President Donald Trump will stay at Walter Reed military hospital for an indefinite number of days, his doctor said on Saturday, undergoing a five-day antiviral drug regimen for COVID-19 that indicated his condition might be more serious than had been publicly disclosed. On Thursday, he received another therapy that is still in early phases of testing.

At a news conference on Saturday, Dr. Sean Conley, Trump’s physician, painted a rosy picture of the president’s condition, saying he was doing well, fever-free and not in need of supplemental oxygen.

But immediately afterward, White House Chief of Staff Mark Meadows contradicted that assessment and said Trump’s vital signs in the last 48 hours “were very concerning” and that the next two days would be critical.

Medical experts who have been following the sketchy, conflicting details released by the White House and Walter Reed were divided about the experimental treatments Trump, 74, has already received.

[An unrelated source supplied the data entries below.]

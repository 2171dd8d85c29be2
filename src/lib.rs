#![cfg(target_arch = "wasm32")]
use effect_core::EffectEngine;
use std::cell::RefCell;
use std::rc::Rc;
use wasm_bindgen::prelude::*;
use wasm_bindgen::JsCast;
use web_sys as web;

mod constants;
mod dom;
mod events;
mod frame;
mod overlay;
mod storage;
mod surface;

use constants::{FIXED_ATTR, GLYPH_SELECTOR, OVERLAY_CANVAS_ID};
use events::{EventContext, Listeners};
use frame::{FrameLoop, LoopHandle, PerfClock};
use surface::{CssSurface, DomGeometry, SharedElements, TargetElements};

struct App {
    ctx: EventContext,
    listeners: Listeners,
}

thread_local! {
    static APP: RefCell<Option<App>> = const { RefCell::new(None) };
}

#[wasm_bindgen(start)]
pub fn start() -> Result<(), JsValue> {
    console_error_panic_hook::set_once();
    console_log::init_with_level(log::Level::Info).ok();
    log::info!("effect-web starting");

    if let Err(e) = init() {
        log::error!("init error: {:?}", e);
    }
    Ok(())
}

/// Tear the effects down from script, same as leaving the page.
#[wasm_bindgen]
pub fn stop_effects() {
    teardown();
}

fn init() -> anyhow::Result<()> {
    let window = web::window().ok_or_else(|| anyhow::anyhow!("no window"))?;
    let document = window
        .document()
        .ok_or_else(|| anyhow::anyhow!("no document"))?;

    if dom::effects_disabled(&window) {
        log::info!("[init] effects disabled, leaving static markup");
        return Ok(());
    }

    let config = dom::load_config(&document);
    let clock = PerfClock::new();
    let mut engine = EffectEngine::new(config);

    dom::split_glyphs(&document);
    let elements: SharedElements = Rc::new(RefCell::new(TargetElements::default()));
    {
        let mut els = elements.borrow_mut();
        for el in dom::query_all(&document, GLYPH_SELECTOR) {
            let id = engine.add_glyph(el.has_attribute(FIXED_ATTR));
            els.insert(id, el);
        }
    }

    let (w, h) = dom::viewport_size(&window);
    let cells = engine.resize(w, h, clock.now_ms());
    let panes = dom::rebuild_panes(&document, &cells);
    elements.borrow_mut().replace_panes(panes);
    log::info!(
        "[init] {} targets ({} panes) viewport={}x{}",
        engine.registry().len(),
        cells.len(),
        w,
        h
    );

    let variations = surface::supports_font_variations();
    let surface = CssSurface::new(elements.clone(), variations, engine.config());
    let geometry = DomGeometry::new(elements.clone());

    let overlay = document
        .get_element_by_id(OVERLAY_CANVAS_ID)
        .and_then(|el| el.dyn_into::<web::HtmlCanvasElement>().ok())
        .and_then(|canvas| match overlay::Overlay::new(canvas) {
            Ok(o) => {
                o.sync_backing_size();
                Some(o)
            }
            Err(e) => {
                log::warn!("[init] overlay disabled: {:?}", e);
                None
            }
        });

    let engine = Rc::new(RefCell::new(engine));
    let frame_loop = LoopHandle::new(FrameLoop::new(
        engine.clone(),
        geometry,
        surface,
        overlay,
        clock,
    ));

    let ctx = EventContext {
        window: window.clone(),
        document,
        engine,
        elements,
        clock,
        frame_loop: frame_loop.clone(),
    };
    let mut listeners = Listeners::default();
    events::wire_all(&ctx, &mut listeners);
    frame_loop.start();

    // pagehide tears everything down, so it must not live in `listeners`.
    // A page entering the back/forward cache is only hidden; visibilitychange
    // already parks the loop and resumes it on return.
    let on_pagehide = Closure::wrap(Box::new(|ev: web::Event| {
        let persisted = ev
            .dyn_ref::<web::PageTransitionEvent>()
            .map(|ev| ev.persisted())
            .unwrap_or(false);
        if persisted {
            log::debug!("[teardown] page cached, keeping effects");
            return;
        }
        teardown();
    }) as Box<dyn FnMut(web::Event)>);
    _ = window.add_event_listener_with_callback("pagehide", on_pagehide.as_ref().unchecked_ref());
    on_pagehide.forget();

    APP.with(|app| *app.borrow_mut() = Some(App { ctx, listeners }));
    Ok(())
}

fn teardown() {
    let Some(mut app) = APP.with(|app| app.borrow_mut().take()) else {
        return;
    };
    app.ctx.engine.borrow_mut().destroy();
    app.ctx.frame_loop.stop();
    app.listeners.remove_all();
    app.ctx.elements.borrow_mut().clear();
    log::info!("[teardown] effects stopped");
}
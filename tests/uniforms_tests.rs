// Host-side tests for the overlay uniform block.

use effect_core::{Config, EffectState, Impulse, OverlayUniforms};

#[test]
fn block_matches_std140_size() {
    // three vec4 slots
    assert_eq!(std::mem::size_of::<OverlayUniforms>(), 48);
    assert_eq!(bytemuck::bytes_of(&OverlayUniforms::default()).len(), 48);
}

#[test]
fn time_alone_does_not_count_as_a_change() {
    let s = EffectState::new(&Config::default());
    let a = OverlayUniforms::from_state(&s, [800.0, 600.0], 1.0, 1.0, 4000.0);
    let b = OverlayUniforms::from_state(&s, [800.0, 600.0], 2.0, 1.0, 4000.0);
    assert!(!b.changed_from(&a, 1e-3));
}

#[test]
fn bursts_and_tilt_are_reported() {
    let mut s = EffectState::new(&Config::default());
    let a = OverlayUniforms::from_state(&s, [800.0, 600.0], 0.0, 1.0, 4000.0);
    s.register_impulse(Impulse::Click, 0.5, 0.0);
    s.register_impulse(Impulse::TiltHorizontal, 0.25, 0.0);
    let b = OverlayUniforms::from_state(&s, [800.0, 600.0], 0.0, 1.0, 4000.0);
    assert_eq!(b.energy, 0.5);
    assert_eq!(b.tilt, [0.25, 0.0]);
    assert!(b.changed_from(&a, 1e-3));
}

But they generally welcomed his close monitoring at the nation’s military medical complex, noting his risk factors — that he’s an older man who is slightly obese — for developing a more serious form of the disease.

“Transferring him to Walter Reed was the right thing,” said Dr. Carlos del Rio, professor of medicine at Emory University in Atlanta. “Because any of us who have seen patients with COVID, especially patients at his age, can say that one minute they seem fine and the next minute not.”

The doctors at the news conference stressed the critical period of time — about 7 to 10 days after infection — when a patient’s condition can take a turn for the worse. Some people respond to an infection with an overly exuberant immune response that can worsen their illness and even prove fatal.

Infectious disease experts said it was hard to comment on Trump’s condition or evaluate his treatment with the scant and contradictory information that had been released publicly, but some said they were worried.

“It is a very weird situation,” said Dr. Andre Kalil, an infectious disease specialist at the University of Nebraska. “Is he being overtreated or undertreated? We don’t know.”

One of the therapies being given to Trump, a combination of monoclonal antibodies made by Regeneron, is in the earliest phase of testing, and there is only a recent news release from the company on its effectiveness.

In one trial, the treatment is being given to recently exposed or infected people, especially those who may not be able to rouse a potent immune response on their own. By age and gender, Trump falls into the subgroup of people whose immune system may not be able to fend off the virus.

Some experts are optimistic that the Regeneron drug works and support giving patients a therapy that directly attacks the virus. Monoclonal antibodies in general are pretty safe, experts said, and similar ones have been used to treat patients with HIV and Ebola.

Other experts were more skeptical.

“In my mind these antibodies are experimental,” said Kalil, a principal investigator for the federal study showing the other treatment, remdesivir, that is being given to Trump, sped recovery in hospitalized COVID patients.